• [Exercise goal]:
Lines from the one containing "gateway is bound" through the final line of the records are the only ones to copy, and each must match exactly.

• [Data shown]:
==============================
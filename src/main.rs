#[global_allocator]
static GLOBAL: mimalloc::MiMalloc = mimalloc::MiMalloc;

use std::sync::Arc;

use bridge_server::config::Config;

#[tokio::main]
async fn main() -> anyhow::Result<()> {
    let config = Arc::new(Config::load()?);
    simple_logger::init_with_level(config.log.level.as_level())?;

    if config.auth.token.is_none() && !config.server.listen.ip().is_loopback() {
        log::warn!(
            "The gateway is bound beyond loopback without an auth token, any process that can reach it owns your objects."
        );
    }

    bridge_server::startup(config).await
}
==============================
• [Written response]:
            "The gateway is bound beyond loopback without an auth token, any process that can reach it owns your objects."
        );
    }

    bridge_server::startup(config).await
}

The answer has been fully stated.